Le 13 octobre 1921, le gouvernement turc signe avec l’URSS le traité de Kars, confirmant celui de Gümrü.
Pourtant, dans l’optique d’extirper des régions à la Turquie, les nationalistes arméniens refusent de reconnaître la validité du traité de Kars dont les signataires arméniens étaient le commissaire du peuple des affaires étrangères A. Mravjan et le commissaire du peuple des affaires intérieures P. Makintsjan.

Cela signifie clairement que l’intégrité territoriale de la Turquie est contestée. D’ailleurs, l’article 11 de la Déclaration d’Indépendance de l’Arménie signée du président Levon Ter-Petrossian le 23 août 1990 stipule :
« La République d’Arménie supporte les efforts en vue de la reconnaissance dans le monde de l’acte de génocide perpétré en 1915 en Turquie ottomane et en Arménie occidentale ». L’Arménie occidentale représentant l’Est de la Turquie.

Les protocoles turco-arméniens du 10 octobre 2009 chamboulent, sur ce point également, les plans de la FRA Dachnaktsoutioun. En effet, par ces textes, les deux pays confirment « la reconnaissance mutuelle de la frontière entre les deux pays ».
Serge Sarkissian fait donc preuve de lucidité et préfère le pragmatisme en respectant le droit international que les fantasmes et l’utopie dachnak qui visent la création d’un grand Hayastan en spoliant des régions de Turquie.
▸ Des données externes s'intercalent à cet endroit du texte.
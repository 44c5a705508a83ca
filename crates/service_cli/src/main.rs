//! optprice - command-line European option pricing
//!
//! # Commands
//!
//! - `optprice binomial` - Cox-Ross-Rubinstein lattice price of a call or put
//! - `optprice monte-carlo <spot> <rate> <volatility> <maturity> <steps> <paths> <payoff>` -
//!   Monte Carlo price of a payoff expression
//!
//! Prices are written to stdout; logs go to stderr.

use std::process::ExitCode;

use clap::{Parser, Subcommand};
use tracing_subscriber::{layer::SubscriberExt, util::SubscriberInitExt, EnvFilter};

mod commands;
mod error;

pub use error::{CliError, Result};

use commands::binomial::BinomialArgs;
use commands::monte_carlo::MonteCarloArgs;

/// European option pricing from the command line
#[derive(Parser, Debug)]
#[command(name = "optprice")]
#[command(author, version, about, long_about = None)]
struct Cli {
    /// Enable verbose output
    #[arg(short, long, global = true)]
    verbose: bool,

    #[command(subcommand)]
    command: Commands,
}

#[derive(Subcommand, Debug)]
enum Commands {
    /// Price a European option on a binomial lattice
    Binomial(BinomialArgs),

    /// Price a payoff expression by Monte Carlo simulation
    MonteCarlo(MonteCarloArgs),
}

fn init_tracing(verbose: bool) {
    let default_level = if verbose { "debug" } else { "warn" };
    tracing_subscriber::registry()
        .with(EnvFilter::try_from_default_env().unwrap_or_else(|_| EnvFilter::new(default_level)))
        .with(tracing_subscriber::fmt::layer().with_writer(std::io::stderr))
        .init();
}

fn run(cli: &Cli) -> Result<()> {
    match &cli.command {
        Commands::Binomial(args) => commands::binomial::run(args),
        Commands::MonteCarlo(args) => commands::monte_carlo::run(args),
    }
}

fn main() -> ExitCode {
    let cli = Cli::parse();
    init_tracing(cli.verbose);

    match run(&cli) {
        Ok(()) => ExitCode::SUCCESS,
        Err(err) => {
            eprintln!("Error: {}", err);
            ExitCode::FAILURE
        }
    }
}
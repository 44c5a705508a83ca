//! Numerical helpers shared by the pricing engines.
//!
//! - [`distributions`]: standard normal CDF and PDF

pub mod distributions;

pub use distributions::{norm_cdf, norm_pdf};
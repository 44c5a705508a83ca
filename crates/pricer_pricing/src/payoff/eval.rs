//! Tree interpreter for compiled payoff expressions.

use super::ast::*;
use pricer_core::types::PricingError;
use std::fmt;

/// Runtime value: a scalar or a borrowed price sequence.
#[derive(Debug, Clone, Copy, PartialEq)]
enum Value<'a> {
    Scalar(f64),
    Sequence(&'a [f64]),
}

/// Where a value is consumed; rendered only when an error is reported.
#[derive(Debug, Clone, Copy)]
enum Context {
    Result,
    Sign,
    Operator(BinaryOp),
    Comparison,
    Indexing,
    Index,
    Call(Builtin),
}

impl fmt::Display for Context {
    fn fmt(&self, f: &mut fmt::Formatter<'_>) -> fmt::Result {
        match self {
            Self::Result => write!(f, "payoff result"),
            Self::Sign => write!(f, "unary sign"),
            Self::Operator(op) => write!(f, "operator '{}'", op.symbol()),
            Self::Comparison => write!(f, "comparison"),
            Self::Indexing => write!(f, "indexing"),
            Self::Index => write!(f, "index"),
            Self::Call(function) => write!(f, "{}()", function.name()),
        }
    }
}

fn eval_error(message: impl Into<String>) -> PricingError {
    PricingError::PayoffEvaluation(message.into())
}

fn finite(value: f64, context: Context) -> Result<f64, PricingError> {
    if value.is_finite() {
        Ok(value)
    } else {
        Err(eval_error(format!("{context} produced a non-finite result")))
    }
}

impl<'a> Value<'a> {
    fn scalar(self, context: Context) -> Result<f64, PricingError> {
        match self {
            Value::Scalar(x) => Ok(x),
            Value::Sequence(_) => Err(eval_error(format!(
                "{context} expects a number, not a sequence"
            ))),
        }
    }

    fn sequence(self, context: Context) -> Result<&'a [f64], PricingError> {
        match self {
            Value::Sequence(values) => Ok(values),
            Value::Scalar(_) => Err(eval_error(format!(
                "{context} expects a sequence, not a number"
            ))),
        }
    }
}

/// Evaluates `expr` against a non-empty price path.
pub fn evaluate(expr: &Expr, path: &[f64]) -> Result<f64, PricingError> {
    if path.is_empty() {
        return Err(eval_error("path is empty"));
    }
    let value = eval_expr(expr, path)?.scalar(Context::Result)?;
    finite(value, Context::Result)
}

fn eval_expr<'a>(expr: &Expr, path: &'a [f64]) -> Result<Value<'a>, PricingError> {
    match &expr.kind {
        ExprKind::Number(n) => Ok(Value::Scalar(*n)),
        ExprKind::Variable(Variable::Path) => Ok(Value::Sequence(path)),
        ExprKind::Variable(Variable::Terminal) => path
            .last()
            .copied()
            .map(Value::Scalar)
            .ok_or_else(|| eval_error("path is empty")),
        ExprKind::UndefinedName(name) => {
            Err(eval_error(format!("name '{name}' is not defined")))
        }
        ExprKind::Unary { op, operand } => {
            let x = eval_expr(operand, path)?.scalar(Context::Sign)?;
            Ok(Value::Scalar(match op {
                UnaryOp::Neg => -x,
                UnaryOp::Pos => x,
            }))
        }
        ExprKind::Binary { .. } => eval_operator_chain(expr, path),
        ExprKind::Compare { op, lhs, rhs } => {
            let a = eval_expr(lhs, path)?.scalar(Context::Comparison)?;
            let b = eval_expr(rhs, path)?.scalar(Context::Comparison)?;
            Ok(Value::Scalar(if op.apply(a, b) { 1.0 } else { 0.0 }))
        }
        ExprKind::Index { target, index } => {
            let values = eval_expr(target, path)?.sequence(Context::Indexing)?;
            let i = eval_expr(index, path)?.scalar(Context::Index)?;
            index_sequence(values, i).map(Value::Scalar)
        }
        ExprKind::Call { function, args } => {
            let args = args
                .iter()
                .map(|arg| eval_expr(arg, path))
                .collect::<Result<Vec<_>, _>>()?;
            eval_builtin(*function, &args).map(Value::Scalar)
        }
        ExprKind::UndefinedCall { name, .. } => {
            Err(eval_error(format!("function '{name}' is not defined")))
        }
    }
}

/// Folds a left-nested operator chain such as `a + b - c` without recursing
/// down its left spine, so a long chain costs one stack frame.
fn eval_operator_chain<'a>(expr: &Expr, path: &'a [f64]) -> Result<Value<'a>, PricingError> {
    let mut pending = Vec::new();
    let mut node = expr;
    while let ExprKind::Binary { op, lhs, rhs } = &node.kind {
        pending.push((*op, rhs.as_ref()));
        node = lhs.as_ref();
    }

    let mut acc = eval_expr(node, path)?;
    while let Some((op, rhs)) = pending.pop() {
        let a = acc.scalar(Context::Operator(op))?;
        let b = eval_expr(rhs, path)?.scalar(Context::Operator(op))?;
        acc = Value::Scalar(eval_binary(op, a, b)?);
    }
    Ok(acc)
}

fn eval_binary(op: BinaryOp, a: f64, b: f64) -> Result<f64, PricingError> {
    let value = match op {
        BinaryOp::Add => a + b,
        BinaryOp::Sub => a - b,
        BinaryOp::Mul => a * b,
        BinaryOp::Div => {
            if b == 0.0 {
                return Err(eval_error("division by zero"));
            }
            a / b
        }
        BinaryOp::Mod => {
            if b == 0.0 {
                return Err(eval_error("modulo by zero"));
            }
            // result takes the sign of the divisor
            let r = a % b;
            if r != 0.0 && (r < 0.0) != (b < 0.0) {
                r + b
            } else {
                r
            }
        }
        BinaryOp::Pow => a.powf(b),
    };
    finite(value, Context::Operator(op))
}

fn index_sequence(values: &[f64], index: f64) -> Result<f64, PricingError> {
    if index.fract() != 0.0 || !index.is_finite() {
        return Err(eval_error(format!("index {index} is not an integer")));
    }
    let len = values.len() as f64;
    let resolved = if index < 0.0 { index + len } else { index };
    if resolved < 0.0 || resolved >= len {
        return Err(eval_error(format!(
            "index {index} is out of range for a path of length {}",
            values.len()
        )));
    }
    Ok(values[resolved as usize])
}

fn eval_builtin(function: Builtin, args: &[Value<'_>]) -> Result<f64, PricingError> {
    let context = Context::Call(function);
    let value = match function {
        Builtin::Max => reduce_extremum(function, args, f64::max)?,
        Builtin::Min => reduce_extremum(function, args, f64::min)?,
        Builtin::Abs | Builtin::Fabs => unary(function, args)?.abs(),
        Builtin::Exp => unary(function, args)?.exp(),
        Builtin::Log => match args {
            [x] => positive_domain(function, x.scalar(context)?)?.ln(),
            [x, base] => {
                let x = positive_domain(function, x.scalar(context)?)?;
                let base = positive_domain(function, base.scalar(context)?)?;
                if base == 1.0 {
                    return Err(eval_error("log() base must not be 1"));
                }
                x.ln() / base.ln()
            }
            _ => return Err(arity_error(function, "1 or 2", args.len())),
        },
        Builtin::Log10 => positive_domain(function, unary(function, args)?)?.log10(),
        Builtin::Log2 => positive_domain(function, unary(function, args)?)?.log2(),
        Builtin::Sqrt => {
            let x = unary(function, args)?;
            if x < 0.0 {
                return Err(eval_error(format!("math domain error: sqrt({x})")));
            }
            x.sqrt()
        }
        Builtin::Pow => match args {
            [x, y] => x.scalar(context)?.powf(y.scalar(context)?),
            _ => return Err(arity_error(function, "2", args.len())),
        },
        Builtin::Floor => unary(function, args)?.floor(),
        Builtin::Ceil => unary(function, args)?.ceil(),
        Builtin::Sin => unary(function, args)?.sin(),
        Builtin::Cos => unary(function, args)?.cos(),
        Builtin::Tan => unary(function, args)?.tan(),
        Builtin::Tanh => unary(function, args)?.tanh(),
        Builtin::Fsum => sequence_arg(function, args)?.iter().sum(),
        Builtin::Prod => sequence_arg(function, args)?.iter().product(),
    };
    finite(value, context)
}

fn arity_error(function: Builtin, expected: &str, got: usize) -> PricingError {
    eval_error(format!(
        "{}() takes {expected} argument(s), got {got}",
        function.name()
    ))
}

fn unary(function: Builtin, args: &[Value<'_>]) -> Result<f64, PricingError> {
    match args {
        [x] => x.scalar(Context::Call(function)),
        _ => Err(arity_error(function, "1", args.len())),
    }
}

fn sequence_arg<'a>(function: Builtin, args: &[Value<'a>]) -> Result<&'a [f64], PricingError> {
    match args {
        [x] => x.sequence(Context::Call(function)),
        _ => Err(arity_error(function, "1", args.len())),
    }
}

fn positive_domain(function: Builtin, x: f64) -> Result<f64, PricingError> {
    if x <= 0.0 {
        return Err(eval_error(format!(
            "math domain error: {}({x})",
            function.name()
        )));
    }
    Ok(x)
}

/// `max`/`min`: one non-empty sequence, or two or more numbers.
fn reduce_extremum(
    function: Builtin,
    args: &[Value<'_>],
    pick: fn(f64, f64) -> f64,
) -> Result<f64, PricingError> {
    let name = function.name();
    match args {
        [] => Err(eval_error(format!("{name}() expects at least 1 argument"))),
        [Value::Sequence(values)] => values
            .iter()
            .copied()
            .reduce(pick)
            .ok_or_else(|| eval_error(format!("{name}() arg is an empty sequence"))),
        [Value::Scalar(_)] => Err(eval_error(format!(
            "{name}() expects a sequence or at least two numbers"
        ))),
        [first, rest @ ..] => {
            let context = Context::Call(function);
            rest.iter().try_fold(
                first.scalar(context)?,
                |acc, arg| -> Result<f64, PricingError> { Ok(pick(acc, arg.scalar(context)?)) },
            )
        }
    }
}
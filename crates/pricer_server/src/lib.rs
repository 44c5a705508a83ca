//! HTTP front-end for the European option pricing engines
//!
//! This crate serves the binomial lattice and the Monte Carlo engine over a
//! JSON API, plus a small HTML form for interactive Monte Carlo pricing.
//!
//! - `config`: layered [`config::ServerConfig`] (defaults, TOML, env, CLI)
//! - `routes`: the axum router, pricing handlers and health probes
//! - `server`: binding and serving
//! - `error`: [`error::ApiError`] and its JSON rendering

pub mod config;
pub mod error;
pub mod routes;
pub mod server;

pub use config::{build_config, CliArgs, ConfigError, ServerConfig};
pub use error::ApiError;
pub use server::Server;

/// Server version
pub const VERSION: &str = env!("CARGO_PKG_VERSION");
Pour clore sur ce quatrième « R », il est évident que ce dernier palier des extrémistes arméniens ne relève tout bonnement que d’un délire fantasmatique.

 

CONCLUSION GÉNÉRALE
Ce Plan des 4R du parti social-nationaliste arménien FRA Dachnaktsoutioun a été malheureusement conçu et mis en œuvre avec une volonté particulièrement viscérale de vengeance atavique.
La fixation obsessionnelle de « génocide » des Arméniens s’est imposée à eux lentement comme une identité de victimisation dans laquelle s’est fondue l’âme des activistes diasporiques. Cette identité de la « martyrocratie » ne veut plus disparaître aujourd’hui. Pire, elle véhicule turcophobie, racisme et vendetta en toute impunité. Pourtant, la paix doit être l’objectif unique, car elle seule, constitue l’issue de cette douleur commune.
Pour conclure, je rappellerai des propos qui siéent justement à cette situation. Ils appartiennent à Emmanuel Hoog, le président-directeur général de l’Institut national de l’audiovisuel (INA) : « L’histoire est scientifique, la mémoire est politique, le souvenir est privé ».